Возможны ли подобные забастовки сегодня?
Я думаю, что повторения событий двадцатилетней давности не будет — слишком изменилось качество жизни. Более того, я думаю, что это даже хорошо для страны, потому что повторение может быть трагичным. Но массовая активность, как ни парадоксально, стимулируется самой властью. Имея колоссальные доходы от нефти, депутаты Госдумы повышают чиновникам и без того немаленькие зарплаты. При том жутком воровстве, которое существует в стране, однажды у них просто не хватит крошек, чтобы кинуть в каждый рот.
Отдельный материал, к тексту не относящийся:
use super::Pagination;
use crate::json_c8y::AuditRecord;
use crate::json_c8y::AuditRecordCollection;
use crate::media_types;
use c8y_http::QueryParams;
use c8y_http::RestError;
use c8y_http::ToQuery;
use time::OffsetDateTime;

const AUDIT_RECORDS: &str = "/audit/auditRecords";
const AUDIT_RECORD: &str = "/audit/auditRecords/{id}";

const CREATE_REMOVED_FIELDS: &[&str] = &["id", "self", "creationTime"];

api_handle!(
    /// `/audit/auditRecords`
    Audits
);

#[derive(Debug, Clone, Default, PartialEq)]
pub struct AuditQuery {
    pub application: Option<String>,
    pub date_from: Option<OffsetDateTime>,
    pub date_to: Option<OffsetDateTime>,
    pub revert: Option<bool>,
    pub source: Option<String>,
    pub audit_type: Option<String>,
    pub user: Option<String>,
    pub pagination: Pagination,
}

impl ToQuery for AuditQuery {
    fn append_to(&self, query: &mut QueryParams) {
        query.add_if_required("application", &self.application);
        query.add_if_required("dateFrom", self.date_from);
        query.add_if_required("dateTo", self.date_to);
        query.add_if_required("revert", self.revert);
        query.add_if_required("source", &self.source);
        query.add_if_required("type", &self.audit_type);
        query.add_if_required("user", &self.user);
        self.pagination.append_to(query);
    }
}

impl Audits<'_> {
    pub async fn list(&self, query: &AuditQuery) -> Result<AuditRecordCollection, RestError> {
        self.ctx
            .get(AUDIT_RECORDS, &[])
            .query_params(query)
            .accept(media_types::AUDIT_RECORD_COLLECTION)
            .send_json()
            .await
    }

    pub async fn create(&self, record: &AuditRecord) -> Result<AuditRecord, RestError> {
        self.ctx
            .post(AUDIT_RECORDS, &[])
            .content_type(media_types::AUDIT_RECORD)
            .accept(media_types::AUDIT_RECORD)
            .json_without(record, CREATE_REMOVED_FIELDS)
            .send_json()
            .await
    }

    pub async fn get(&self, id: &str) -> Result<AuditRecord, RestError> {
        self.ctx
            .get(AUDIT_RECORD, &[id])
            .accept(media_types::AUDIT_RECORD)
            .send_json()
            .await
    }
}

#[cfg(test)]
mod tests {
    use super::*;
    use crate::api::test_helpers::client;
    use mockito::Matcher;
    use serde_json::json;
    use time::macros::datetime;

    #[tokio::test]
    async fn dates_are_sent_in_utc() {
        let mut server = mockito::Server::new_async().await;
        let mock = server
            .mock(
                "GET",
                "/audit/auditRecords?dateFrom=2024-03-01T10%3A00%3A00Z&user=admin",
            )
            .match_header("accept", media_types::AUDIT_RECORD_COLLECTION)
            .with_status(200)
            .with_body(r#"{"auditRecords": [{"id": "3", "activity": "Login", "user": "admin"}]}"#)
            .create_async()
            .await;

        let c8y = client(&server);
        let records = Audits::new(&c8y)
            .list(&AuditQuery {
                date_from: Some(datetime!(2024-03-01 12:00 +2)),
                user: Some("admin".into()),
                ..AuditQuery::default()
            })
            .await
            .unwrap();

        mock.assert_async().await;
        assert_eq!(records.items[0].activity.as_deref(), Some("Login"));
    }

    #[tokio::test]
    async fn creation_time_is_not_sent() {
        let mut server = mockito::Server::new_async().await;
        let mock = server
            .mock("POST", "/audit/auditRecords")
            .match_header("content-type", media_types::AUDIT_RECORD)
            .match_body(Matcher::Json(json!({
                "time": "2024-03-01T12:00:00Z",
                "type": "c8y_Config",
                "activity": "Configuration updated",
                "text": "New configuration pushed",
                "source": { "id": "4242" }
            })))
            .with_status(201)
            .with_body(r#"{"id": "8", "creationTime": "2024-03-01T12:00:00.000Z"}"#)
            .create_async()
            .await;

        let mut record = AuditRecord::new(
            "4242",
            "c8y_Config",
            "Configuration updated",
            "New configuration pushed",
            datetime!(2024-03-01 12:00 UTC),
        );
        record.creation_time = Some(datetime!(2024-01-01 00:00 UTC));

        let c8y = client(&server);
        let created = Audits::new(&c8y).create(&record).await.unwrap();

        mock.assert_async().await;
        assert_eq!(created.id.as_deref(), Some("8"));
    }
}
Вячеслав Голиков, электрослесарь шахты «Первомайская», в 1990–1993 гг. — председатель Совета рабочих комитетов Кузбасса, член Высшего консультативного совета при председателе Верховного Совета РФ Б.Н. Ельцине, депутат областного совета, ныне пенсионер, ответственный секретарь Политсовета регионального отделения партии «Правое дело».